● **Supplied information**

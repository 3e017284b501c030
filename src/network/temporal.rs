//! Snapshot ("edge lists") and event ("edge changes") representations of a
//! temporal network, and the lossless conversions between them.
//!
//! Both describe the same thing: a sequence of edge-set states over
//! `[t0, tmax]`. Edge lists store every state in full; edge changes store the
//! initial state plus add/remove deltas. Converted outputs are canonical
//! (every pair stored as `(min, max)`, every edge list sorted), so equality of
//! two converted networks is equality of their edge sets.

use std::collections::BTreeSet;

use serde::{Deserialize, Serialize};

use super::{canonical_edge, Edge};
use crate::error::{Error, Result};

/// Temporal network as a sequence of complete edge sets.
///
/// `edges[i]` is active on `[t[i], t[i+1])`, the last one until `tmax`.
#[derive(Clone, Debug, PartialEq, Serialize, Deserialize)]
pub struct EdgeLists {
    /// Number of nodes.
    pub n: usize,
    /// Strictly increasing snapshot times.
    pub t: Vec<f64>,
    /// End of the observation window.
    pub tmax: f64,
    /// One undirected edge list per timestamp.
    pub edges: Vec<Vec<Edge>>,
}

/// Temporal network as an initial edge set plus add/remove events.
#[derive(Clone, Debug, PartialEq, Serialize, Deserialize)]
pub struct EdgeChanges {
    /// Number of nodes.
    pub n: usize,
    /// Start of the observation window; `edges_initial` is active from here.
    pub t0: f64,
    /// End of the observation window.
    pub tmax: f64,
    /// Strictly increasing event times in `(t0, tmax]`.
    pub t: Vec<f64>,
    /// Edge set at `t0`.
    pub edges_initial: Vec<Edge>,
    /// Edges switched on at `t[i]`.
    pub edges_in: Vec<Vec<Edge>>,
    /// Edges switched off at `t[i]`.
    pub edges_out: Vec<Vec<Edge>>,
}

/// Either representation of a temporal network.
#[derive(Clone, Debug, PartialEq, Serialize, Deserialize)]
pub enum TemporalNetwork {
    /// Snapshot representation.
    Lists(EdgeLists),
    /// Event representation.
    Changes(EdgeChanges),
}

impl EdgeLists {
    /// Build and validate an edge-lists network.
    pub fn new(n: usize, t: Vec<f64>, tmax: f64, edges: Vec<Vec<Edge>>) -> Result<Self> {
        let lists = Self { n, t, tmax, edges };
        lists.validate()?;
        Ok(lists)
    }

    /// Start time, i.e. the first snapshot time.
    pub fn t0(&self) -> f64 {
        self.t.first().copied().unwrap_or(self.tmax)
    }

    /// Check timestamps and every snapshot.
    pub fn validate(&self) -> Result<()> {
        if self.t.is_empty() {
            return Err(Error::malformed("edge lists contain no snapshot"));
        }
        if self.t.len() != self.edges.len() {
            return Err(Error::malformed(format!(
                "{} timestamps but {} edge lists",
                self.t.len(),
                self.edges.len()
            )));
        }
        check_timestamps(&self.t, None, self.tmax)?;
        for (&time, edges) in self.t.iter().zip(&self.edges) {
            edge_set(self.n, edges, time)?;
        }
        Ok(())
    }

    /// Difference consecutive snapshots into an event sequence.
    pub fn to_edge_changes(&self) -> Result<EdgeChanges> {
        self.validate()?;

        let mut current = edge_set(self.n, &self.edges[0], self.t[0])?;
        let edges_initial: Vec<Edge> = current.iter().copied().collect();

        let mut edges_in = Vec::with_capacity(self.t.len() - 1);
        let mut edges_out = Vec::with_capacity(self.t.len() - 1);
        for (&time, edges) in self.t.iter().zip(&self.edges).skip(1) {
            let next = edge_set(self.n, edges, time)?;
            edges_in.push(next.difference(&current).copied().collect());
            edges_out.push(current.difference(&next).copied().collect());
            current = next;
        }

        Ok(EdgeChanges {
            n: self.n,
            t0: self.t[0],
            tmax: self.tmax,
            t: self.t[1..].to_vec(),
            edges_initial,
            edges_in,
            edges_out,
        })
    }

    /// Copy with every edge canonical and every snapshot sorted.
    pub fn canonicalized(&self) -> Self {
        Self {
            n: self.n,
            t: self.t.clone(),
            tmax: self.tmax,
            edges: self
                .edges
                .iter()
                .map(|edges| {
                    edges
                        .iter()
                        .map(|&(i, j)| canonical_edge(i, j))
                        .collect::<BTreeSet<_>>()
                        .into_iter()
                        .collect()
                })
                .collect(),
        }
    }
}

● **Exercise objective**
Keep both end lines and retype everything in the records above from the line containing "let mut edges_in" through the line containing "let next = edge_set(self.n, edges, time)?;", exactly, with nothing else.

● **Task result**
        let mut edges_in = Vec::with_capacity(self.t.len() - 1);
        let mut edges_out = Vec::with_capacity(self.t.len() - 1);
        for (&time, edges) in self.t.iter().zip(&self.edges).skip(1) {
            let next = edge_set(self.n, edges, time)?;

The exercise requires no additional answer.